Beresheet’s sole active science instrument is a magnetometer developed by the Weizmann Institute of Science in Israel to measure the magnetism of lunar rocks. NASA provided a laser reflector on the spacecraft, which scientists will use to determine the exact distance to the Moon, and to pinpoint the lander’s location. The U.S. space agency is also providing communications and tracking support to the mission.
The German space agency — DLR — also helped the SpaceIL team with drop testing to simulate the conditions the spacecraft will encounter at the moment of landing.
Having consumed much of its fuel load during the trip from the Earth to the moon, Beresheet is expected to have a mass of around 180 kilograms. Covered in a bright gold blanket of thermal insulation, the spacecraft would weigh about 400 pounds on Earth, but the Moon’s gravity is six times weaker.
The solar-powered lander is designed to function at least two days on the Moon, enough time to beam back the mission’s scientific data and images. The laser reflector is a passive payload, and will be useful long after the spacecraft stops operating.
Mission designers selected the landing site and landing date to allow Beresheet to arrive on the Moon in the early morning, with the sun low on the horizon, when temperatures are not too cold or too hot. A day on the Moon is equivalent to about four weeks on Earth, with the sun in the sky for two weeks at a time.

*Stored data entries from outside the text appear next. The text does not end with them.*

use std::io;
use std::path::Path;
use tokio::fs;

pub struct FileLinker;

impl FileLinker {
    /// Removes whatever sits at `dest`: file, symlink (dangling or not) or
    /// directory. A missing path is not an error.
    pub async fn remove_existing(dest: &Path) -> io::Result<()> {
        let metadata = match fs::symlink_metadata(dest).await {
            Ok(metadata) => metadata,
            Err(e) if e.kind() == io::ErrorKind::NotFound => return Ok(()),
            Err(e) => return Err(e),
        };

        if metadata.is_dir() {
            fs::remove_dir_all(dest).await
        } else {
            fs::remove_file(dest).await
        }
    }

    pub async fn copy_file(source: &Path, dest: &Path) -> io::Result<()> {
        Self::ensure_parent_directory_exists(dest).await?;
        fs::copy(source, dest).await?;
        Ok(())
    }

    pub async fn link_file(source: &Path, dest: &Path) -> io::Result<()> {
        Self::ensure_parent_directory_exists(dest).await?;
        Self::create_symlink(source, dest).await
    }

    async fn ensure_parent_directory_exists(dest: &Path) -> io::Result<()> {
        if let Some(parent) = dest.parent() {
            fs::create_dir_all(parent).await?;
        }
        Ok(())
    }

    async fn create_symlink(source: &Path, dest: &Path) -> io::Result<()> {
        #[cfg(target_family = "unix")]
        fs::symlink(source, dest).await?;

        #[cfg(target_family = "windows")]
        fs::symlink_file(source, dest).await?;

        Ok(())
    }
}

#[cfg(test)]
mod tests {
    use super::*;
    use tempfile::TempDir;

    #[tokio::test]
    async fn test_copy_creates_parents() {
        let dir = TempDir::new().unwrap();
        let source = dir.path().join("a.d.ts");
        std::fs::write(&source, "export {};").unwrap();
        let dest = dir.path().join("out/nested/a.d.ts");

        FileLinker::copy_file(&source, &dest).await.unwrap();

        assert_eq!(std::fs::read_to_string(&dest).unwrap(), "export {};");
        assert!(!std::fs::symlink_metadata(&dest).unwrap().file_type().is_symlink());
    }

    #[cfg(unix)]
    #[tokio::test]
    async fn test_link_points_at_source() {
        let dir = TempDir::new().unwrap();
        let source = dir.path().join("a.d.ts");
        std::fs::write(&source, "export {};").unwrap();
        let dest = dir.path().join("out/a.d.ts");

        FileLinker::link_file(&source, &dest).await.unwrap();

        assert_eq!(std::fs::read_link(&dest).unwrap(), source);
    }

    #[cfg(unix)]
    #[tokio::test]
    async fn test_remove_dangling_link() {
        let dir = TempDir::new().unwrap();
        let dest = dir.path().join("dangling.d.ts");
        std::os::unix::fs::symlink(dir.path().join("gone.d.ts"), &dest).unwrap();

        FileLinker::remove_existing(&dest).await.unwrap();

        assert!(std::fs::symlink_metadata(&dest).is_err());
    }

    #[tokio::test]
    async fn test_remove_directory_and_missing() {
        let dir = TempDir::new().unwrap();
        let dest = dir.path().join("a.d.ts");
        std::fs::create_dir_all(dest.join("inner")).unwrap();

        FileLinker::remove_existing(&dest).await.unwrap();
        assert!(!dest.exists());

        FileLinker::remove_existing(&dest).await.unwrap();
    }
}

Beresheet also aims to deliver a time capsule to the Moon with the Israeli flag, and digital copies of the Israeli national anthem, the Bible, and other national and cultural artifacts.
The Arch Mission Foundation installed a device on Beresheet it calls the “Lunar Library,” an archive of thousands of images and pages of text that can be read under a microscope. In addition to the analog archive, the library contains a digital archive with more than 100 gigabytes of highly compressed datasets, “including the text and XML of the English Wikipedia, plus tens of thousands of PDFs of books — including fiction, non-fiction, a full reference library, textbooks, technical and scientific handbooks, and more,” the Arch Mission Foundation says on its website.
“The Lunar Library contains a 30 million page archive of human history and civilization, covering all subjects, cultures, nations, languages, genres, and time periods,” the foundation says.
Three young Israeli engineers and entrepreneurs established SpaceIL in 2011 in pursuit of the Google Lunar X Prize, which promised $20 million grand prize for the first team to land a privately-funded spacecraft on the Moon, return high-definition imagery, and demonstrate mobility on the lunar surface.
The Google Lunar X Prize contest ended last year without a winner, but Beresheet’s backers kept the mission alive.
Morris Kahn, a South African-born Israeli businessman and the mission’s largest single financial contributor, serves as SpaceIL’s president. Other donors include Miriam and Sheldon Adelson, a casino and resort magnate who lives in Las Vegas. IAI, the lander’s prime contractor, also invested some of its own internal research and development money into the program.
The Israeli Space Agency awarded SpaceIL around $2 million, the program’s only government funding.
The X Prize Foundation, which organized the original Google Lunar X Prize competition, announced March 28 that it will offer a $1 million “Moonshot Award” to SpaceIL if the Beresheet mission successfully lands on the Moon.